**Material for this exercise**
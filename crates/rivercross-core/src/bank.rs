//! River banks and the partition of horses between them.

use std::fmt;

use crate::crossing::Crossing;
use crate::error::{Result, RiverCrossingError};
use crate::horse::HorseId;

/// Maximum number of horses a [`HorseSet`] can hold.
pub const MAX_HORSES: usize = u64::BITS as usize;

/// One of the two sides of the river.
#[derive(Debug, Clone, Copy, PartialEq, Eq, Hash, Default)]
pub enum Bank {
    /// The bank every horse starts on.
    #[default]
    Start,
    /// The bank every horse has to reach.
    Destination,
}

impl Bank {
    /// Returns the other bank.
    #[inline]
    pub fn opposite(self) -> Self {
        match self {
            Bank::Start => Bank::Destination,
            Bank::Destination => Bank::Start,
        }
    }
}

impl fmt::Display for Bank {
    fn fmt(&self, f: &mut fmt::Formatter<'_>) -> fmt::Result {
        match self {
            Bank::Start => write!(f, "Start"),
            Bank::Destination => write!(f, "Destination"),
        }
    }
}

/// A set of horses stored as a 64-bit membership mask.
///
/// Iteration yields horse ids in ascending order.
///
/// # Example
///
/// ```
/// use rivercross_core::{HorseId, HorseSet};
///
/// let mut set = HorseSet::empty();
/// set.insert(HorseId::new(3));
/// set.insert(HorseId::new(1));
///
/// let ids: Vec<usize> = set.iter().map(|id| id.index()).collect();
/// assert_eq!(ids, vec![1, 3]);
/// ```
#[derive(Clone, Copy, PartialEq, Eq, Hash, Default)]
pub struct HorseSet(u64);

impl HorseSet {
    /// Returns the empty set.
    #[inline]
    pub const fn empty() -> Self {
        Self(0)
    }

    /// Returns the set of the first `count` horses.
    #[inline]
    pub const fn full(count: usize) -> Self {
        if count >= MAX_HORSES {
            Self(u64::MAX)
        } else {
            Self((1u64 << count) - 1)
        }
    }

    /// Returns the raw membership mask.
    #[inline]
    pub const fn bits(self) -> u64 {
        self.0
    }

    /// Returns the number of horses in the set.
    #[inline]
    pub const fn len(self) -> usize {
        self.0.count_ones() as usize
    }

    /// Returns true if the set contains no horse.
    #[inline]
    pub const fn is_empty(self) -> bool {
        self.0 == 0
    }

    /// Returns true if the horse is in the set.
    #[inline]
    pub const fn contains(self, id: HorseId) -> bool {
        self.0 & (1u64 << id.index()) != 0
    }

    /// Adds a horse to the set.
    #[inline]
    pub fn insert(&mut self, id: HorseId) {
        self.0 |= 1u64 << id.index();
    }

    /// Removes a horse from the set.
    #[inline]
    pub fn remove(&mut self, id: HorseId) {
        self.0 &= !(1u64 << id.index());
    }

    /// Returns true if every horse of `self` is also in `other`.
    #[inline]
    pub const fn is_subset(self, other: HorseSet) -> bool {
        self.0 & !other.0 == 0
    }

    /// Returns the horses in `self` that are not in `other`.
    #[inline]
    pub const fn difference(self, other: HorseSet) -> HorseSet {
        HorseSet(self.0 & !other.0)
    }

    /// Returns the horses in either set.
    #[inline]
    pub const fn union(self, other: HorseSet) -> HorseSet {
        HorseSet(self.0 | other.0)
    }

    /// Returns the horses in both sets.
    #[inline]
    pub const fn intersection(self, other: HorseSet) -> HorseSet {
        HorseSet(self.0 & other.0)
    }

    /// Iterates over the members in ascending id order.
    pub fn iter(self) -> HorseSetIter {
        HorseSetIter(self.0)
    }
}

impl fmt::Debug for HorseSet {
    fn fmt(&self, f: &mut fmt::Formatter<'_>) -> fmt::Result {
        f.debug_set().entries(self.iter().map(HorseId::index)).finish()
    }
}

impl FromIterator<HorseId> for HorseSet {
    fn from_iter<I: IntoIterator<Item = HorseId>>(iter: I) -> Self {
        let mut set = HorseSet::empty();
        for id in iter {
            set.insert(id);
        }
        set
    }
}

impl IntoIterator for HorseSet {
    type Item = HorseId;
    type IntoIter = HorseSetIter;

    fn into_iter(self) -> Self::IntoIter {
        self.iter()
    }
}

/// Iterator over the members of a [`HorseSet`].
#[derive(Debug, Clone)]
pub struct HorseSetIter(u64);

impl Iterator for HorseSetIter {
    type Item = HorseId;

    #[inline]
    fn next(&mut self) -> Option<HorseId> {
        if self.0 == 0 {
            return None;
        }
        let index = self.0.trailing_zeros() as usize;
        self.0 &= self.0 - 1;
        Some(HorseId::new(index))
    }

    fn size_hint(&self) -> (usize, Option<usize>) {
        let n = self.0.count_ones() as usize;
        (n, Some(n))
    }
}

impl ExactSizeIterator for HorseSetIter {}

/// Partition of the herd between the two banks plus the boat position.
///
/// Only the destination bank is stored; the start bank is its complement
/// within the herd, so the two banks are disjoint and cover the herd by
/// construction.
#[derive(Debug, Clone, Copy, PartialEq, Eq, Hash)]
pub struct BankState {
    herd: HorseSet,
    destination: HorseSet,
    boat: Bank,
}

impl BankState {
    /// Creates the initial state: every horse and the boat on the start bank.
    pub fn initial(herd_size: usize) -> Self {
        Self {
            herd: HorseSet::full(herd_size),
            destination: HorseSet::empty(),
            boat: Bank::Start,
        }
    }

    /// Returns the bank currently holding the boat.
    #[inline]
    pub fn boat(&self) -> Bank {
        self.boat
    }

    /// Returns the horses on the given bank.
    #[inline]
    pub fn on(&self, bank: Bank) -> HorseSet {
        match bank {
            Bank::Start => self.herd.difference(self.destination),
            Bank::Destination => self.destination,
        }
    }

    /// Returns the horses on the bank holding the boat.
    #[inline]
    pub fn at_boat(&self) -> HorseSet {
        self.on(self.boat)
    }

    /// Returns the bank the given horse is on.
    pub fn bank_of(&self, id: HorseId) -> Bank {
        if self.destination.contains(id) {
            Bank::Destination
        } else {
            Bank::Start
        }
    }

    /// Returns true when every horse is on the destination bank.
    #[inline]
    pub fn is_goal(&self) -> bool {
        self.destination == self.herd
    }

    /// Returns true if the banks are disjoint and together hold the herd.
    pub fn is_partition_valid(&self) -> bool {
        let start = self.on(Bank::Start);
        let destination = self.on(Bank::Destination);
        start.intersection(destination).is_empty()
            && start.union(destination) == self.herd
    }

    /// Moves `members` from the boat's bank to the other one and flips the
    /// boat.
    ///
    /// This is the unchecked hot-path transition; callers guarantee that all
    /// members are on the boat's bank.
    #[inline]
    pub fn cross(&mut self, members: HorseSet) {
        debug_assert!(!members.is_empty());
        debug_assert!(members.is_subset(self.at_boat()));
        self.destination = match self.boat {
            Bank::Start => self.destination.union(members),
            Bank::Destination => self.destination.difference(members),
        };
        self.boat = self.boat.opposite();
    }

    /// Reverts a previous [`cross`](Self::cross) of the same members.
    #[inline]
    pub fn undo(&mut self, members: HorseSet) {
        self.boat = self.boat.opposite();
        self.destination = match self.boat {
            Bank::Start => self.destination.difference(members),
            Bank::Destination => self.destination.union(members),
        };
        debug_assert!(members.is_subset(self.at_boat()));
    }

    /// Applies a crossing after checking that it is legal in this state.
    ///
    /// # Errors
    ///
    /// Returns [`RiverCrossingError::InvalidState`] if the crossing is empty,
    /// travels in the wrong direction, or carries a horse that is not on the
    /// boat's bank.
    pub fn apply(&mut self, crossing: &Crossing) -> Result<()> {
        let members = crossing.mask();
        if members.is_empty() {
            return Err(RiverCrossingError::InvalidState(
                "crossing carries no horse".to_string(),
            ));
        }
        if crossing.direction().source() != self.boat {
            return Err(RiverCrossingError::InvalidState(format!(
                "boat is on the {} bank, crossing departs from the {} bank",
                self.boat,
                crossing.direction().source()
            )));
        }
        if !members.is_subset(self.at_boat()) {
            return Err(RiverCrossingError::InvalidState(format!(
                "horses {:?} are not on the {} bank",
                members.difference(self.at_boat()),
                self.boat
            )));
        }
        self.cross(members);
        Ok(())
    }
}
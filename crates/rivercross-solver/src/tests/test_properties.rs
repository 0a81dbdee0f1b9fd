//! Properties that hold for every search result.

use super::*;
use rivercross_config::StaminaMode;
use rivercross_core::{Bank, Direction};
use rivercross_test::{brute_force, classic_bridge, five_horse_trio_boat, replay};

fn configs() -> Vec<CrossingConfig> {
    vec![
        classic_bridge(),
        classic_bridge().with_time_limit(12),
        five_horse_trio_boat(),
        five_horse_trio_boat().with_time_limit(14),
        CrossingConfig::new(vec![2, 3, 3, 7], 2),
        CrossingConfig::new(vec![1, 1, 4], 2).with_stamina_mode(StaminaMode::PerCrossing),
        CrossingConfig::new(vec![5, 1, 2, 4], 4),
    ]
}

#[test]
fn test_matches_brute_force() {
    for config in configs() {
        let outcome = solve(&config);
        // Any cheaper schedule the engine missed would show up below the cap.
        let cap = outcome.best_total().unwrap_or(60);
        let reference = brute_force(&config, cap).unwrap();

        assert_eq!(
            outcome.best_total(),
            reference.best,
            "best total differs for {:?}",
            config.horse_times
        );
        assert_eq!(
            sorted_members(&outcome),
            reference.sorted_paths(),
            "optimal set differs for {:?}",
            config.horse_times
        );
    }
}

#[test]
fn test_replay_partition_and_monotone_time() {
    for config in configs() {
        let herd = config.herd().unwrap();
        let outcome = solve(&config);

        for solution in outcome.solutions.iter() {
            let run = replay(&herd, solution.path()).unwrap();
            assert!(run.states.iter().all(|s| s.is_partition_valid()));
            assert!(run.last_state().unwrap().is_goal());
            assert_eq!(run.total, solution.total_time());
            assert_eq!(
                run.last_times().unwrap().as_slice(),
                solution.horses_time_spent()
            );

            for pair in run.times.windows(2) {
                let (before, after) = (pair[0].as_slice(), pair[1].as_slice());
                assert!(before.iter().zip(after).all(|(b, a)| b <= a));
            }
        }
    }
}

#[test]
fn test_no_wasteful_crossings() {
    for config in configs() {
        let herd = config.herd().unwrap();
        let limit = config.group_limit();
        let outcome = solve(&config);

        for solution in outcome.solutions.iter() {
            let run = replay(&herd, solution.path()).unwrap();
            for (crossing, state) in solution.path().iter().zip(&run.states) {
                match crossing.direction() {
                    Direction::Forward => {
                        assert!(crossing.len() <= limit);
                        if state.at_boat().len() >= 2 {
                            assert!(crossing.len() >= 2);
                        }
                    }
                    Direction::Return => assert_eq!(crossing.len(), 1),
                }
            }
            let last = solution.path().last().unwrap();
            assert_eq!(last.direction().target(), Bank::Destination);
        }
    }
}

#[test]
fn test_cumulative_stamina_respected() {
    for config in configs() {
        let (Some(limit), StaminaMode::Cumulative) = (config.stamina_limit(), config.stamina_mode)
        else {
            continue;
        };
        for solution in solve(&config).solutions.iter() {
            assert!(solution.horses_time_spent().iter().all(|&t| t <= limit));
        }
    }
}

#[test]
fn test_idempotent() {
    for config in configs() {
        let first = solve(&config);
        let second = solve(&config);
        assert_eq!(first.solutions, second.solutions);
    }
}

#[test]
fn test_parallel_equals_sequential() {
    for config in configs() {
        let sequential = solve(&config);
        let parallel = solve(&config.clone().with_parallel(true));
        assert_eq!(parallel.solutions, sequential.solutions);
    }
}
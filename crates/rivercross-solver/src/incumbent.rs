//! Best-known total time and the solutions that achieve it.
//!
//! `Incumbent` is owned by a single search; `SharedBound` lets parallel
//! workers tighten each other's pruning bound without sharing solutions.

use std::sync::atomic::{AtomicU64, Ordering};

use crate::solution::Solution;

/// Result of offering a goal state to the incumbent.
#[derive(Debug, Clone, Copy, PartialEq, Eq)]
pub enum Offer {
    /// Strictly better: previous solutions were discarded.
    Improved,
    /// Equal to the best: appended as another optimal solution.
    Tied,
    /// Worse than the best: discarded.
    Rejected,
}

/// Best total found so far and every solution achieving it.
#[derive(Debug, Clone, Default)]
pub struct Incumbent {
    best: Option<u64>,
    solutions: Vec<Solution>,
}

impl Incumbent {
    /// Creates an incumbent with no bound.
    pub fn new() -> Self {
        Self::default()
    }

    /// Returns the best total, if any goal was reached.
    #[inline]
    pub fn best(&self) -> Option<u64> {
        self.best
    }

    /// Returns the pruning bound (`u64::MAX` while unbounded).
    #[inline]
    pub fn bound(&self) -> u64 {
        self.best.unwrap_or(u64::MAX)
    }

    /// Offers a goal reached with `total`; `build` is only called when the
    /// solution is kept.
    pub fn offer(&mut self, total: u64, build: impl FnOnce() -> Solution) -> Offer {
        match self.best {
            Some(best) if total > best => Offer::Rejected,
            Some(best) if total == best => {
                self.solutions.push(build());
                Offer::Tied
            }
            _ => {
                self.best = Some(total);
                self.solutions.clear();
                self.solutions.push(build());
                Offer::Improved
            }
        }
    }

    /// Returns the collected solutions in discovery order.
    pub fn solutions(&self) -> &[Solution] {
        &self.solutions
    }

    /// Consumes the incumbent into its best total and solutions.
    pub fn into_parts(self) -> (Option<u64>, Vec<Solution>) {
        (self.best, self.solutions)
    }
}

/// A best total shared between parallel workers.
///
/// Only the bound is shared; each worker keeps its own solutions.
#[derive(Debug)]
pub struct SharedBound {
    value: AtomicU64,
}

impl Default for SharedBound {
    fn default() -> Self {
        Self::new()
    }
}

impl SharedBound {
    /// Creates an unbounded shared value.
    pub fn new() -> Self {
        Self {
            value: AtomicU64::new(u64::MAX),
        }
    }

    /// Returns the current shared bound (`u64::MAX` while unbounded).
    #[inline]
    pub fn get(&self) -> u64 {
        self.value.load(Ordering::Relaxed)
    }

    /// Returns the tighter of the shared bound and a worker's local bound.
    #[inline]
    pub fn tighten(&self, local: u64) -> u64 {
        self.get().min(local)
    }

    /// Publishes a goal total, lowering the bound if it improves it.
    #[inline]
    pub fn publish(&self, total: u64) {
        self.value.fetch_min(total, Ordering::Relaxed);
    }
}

**Problem requirements**
Look through the material above. Copy each line where the word "union" appears.

**Exercise output**
    pub const fn union(self, other: HorseSet) -> HorseSet {
            && start.union(destination) == self.herd
            Bank::Start => self.destination.union(members),
            Bank::Destination => self.destination.union(members),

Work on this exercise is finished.